Table of contents
User level familiarity with WSO2 ESB, WSO2 BAM, monitoring the ESB with BAM and message formats used in ESB (XML and SOAP) will be useful. Refer to this article to gain some knowledge about monitoring WSO2 ESB with WSO2 BAM.
Activity inside a WSO2 ESB can be monitored by a WSO2 BAM in two main existing Data Agents packaged with ESB.
- Mediation Statistics Data Agent
- BAM Mediator
Mediation Statistics Data Agent is used to monitor overall ESB-related statistics such as message count and fault message count passed through Proxy Services, Sequences and Endpoints. This data agent is not suitable for monitoring individual mediation sequences separately.
BAM Mediator can be included in a mediation sequence that intercepts data passing through the mediator and publishes into the BAM. As this mediator can be located in multiple locations inside the mediator and in a mediation sequence, this Data Agent is used for monitoring activity in each sequence. To get started with the BAM Mediator based web service monitoring via ESB read this article.
Measurements of data flow rates that take place inside the WSO2 ESB are a very important set of parameters in many fields.
The billing and metering feature is provided out of the box in WSO2 Stratos that monitors the bandwidth consumption of each tenant in each payment period (e.g. on a monthly basis), but monitoring messages in host level, service level, or operation level is not provided there. These parameters will be useful for the tenant to figure out the most expensive hosts, services, and operations. On the other hand, the tenant himself may be interested in knowing the days and times that most clients use their system. This needs time-level, drillled-down data monitored from the BAM. This will also make the tenant aware as to why his platform usage is higher, either due to too many user requests or due to large messages. Eventually, the tenant will get a descriptive set of analyzed information as feedback that will help him to fine-tune the business.
One of the most common set of problems of system deployers is to predict the traffic flow passing through each message flow. Most commonly, the user requests response messages and other messages are responsible for increasing the processing requirements and memory requirements of the system. Analyzing the possibility of maximum message flow rates is also very important for achieving reliability of the system. WSO2 ESB is a useful solution when the system needs scalability and load balancing into small hardware systems. In such cases, this load and throughput monitoring in testing environments will help to fine-tune the system and identify any bottlenecks.

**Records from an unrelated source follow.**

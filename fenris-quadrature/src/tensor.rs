//! Rules for the unit square and unit cube formed as tensor products of 1D Gauss rules.

use crate::univariate::unit_interval_gauss;
use crate::{Error, Rule};

/// A Gauss quadrature rule for the unit square `[0, 1]^2`.
///
/// The rule is constructed as a tensor product from 1D rules, with the provided number of
/// points per dimension.
pub fn unit_square_gauss(num_points_per_dim: usize) -> Result<Rule<2>, Error> {
    let n = num_points_per_dim;
    let (weights1d, points1d) = unit_interval_gauss(n)?;
    let mut weights2d = Vec::with_capacity(n * n);
    let mut points2d = Vec::with_capacity(n * n);

    let rule1d_iter = || weights1d.iter().zip(&points1d);

    for (&wx, &[x]) in rule1d_iter() {
        for (&wy, &[y]) in rule1d_iter() {
            weights2d.push(wx * wy);
            points2d.push([x, y]);
        }
    }

    Ok((weights2d, points2d))
}

/// A Gauss quadrature rule for the unit cube `[0, 1]^3`.
pub fn unit_cube_gauss(num_points_per_dim: usize) -> Result<Rule<3>, Error> {
    let n = num_points_per_dim;
    let (weights1d, points1d) = unit_interval_gauss(n)?;
    let mut weights3d = Vec::with_capacity(n * n * n);
    let mut points3d = Vec::with_capacity(n * n * n);

    let rule1d_iter = || weights1d.iter().zip(&points1d);

    for (&wx, &[x]) in rule1d_iter() {
        for (&wy, &[y]) in rule1d_iter() {
            for (&wz, &[z]) in rule1d_iter() {
                weights3d.push(wx * wy * wz);
                points3d.push([x, y, z]);
            }
        }
    }

    Ok((weights3d, points3d))
}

Real-time throttling is a basic security and reliability requirement for every system. BAM is not recommended for hard, real-time throttling at all as BAM is inherently designed for batch-wise analysis, which unavoidably introduces significant latency for delivering results. WSO2 CEP is recommended for high responsive, real-time throttling based on analytics solutions. However, BAM can be scaled intelligently so that the latency can be minimized, which enables the BAM to behave as a long-term throttling monitor. For example, overloading the system due to an increased number of subscribers during a certain period of a month can be identified and can be used to take actions based on the analyzed data.
Although ESB load monitoring is possible with BAM using BAM Mediator, there are some drawbacks.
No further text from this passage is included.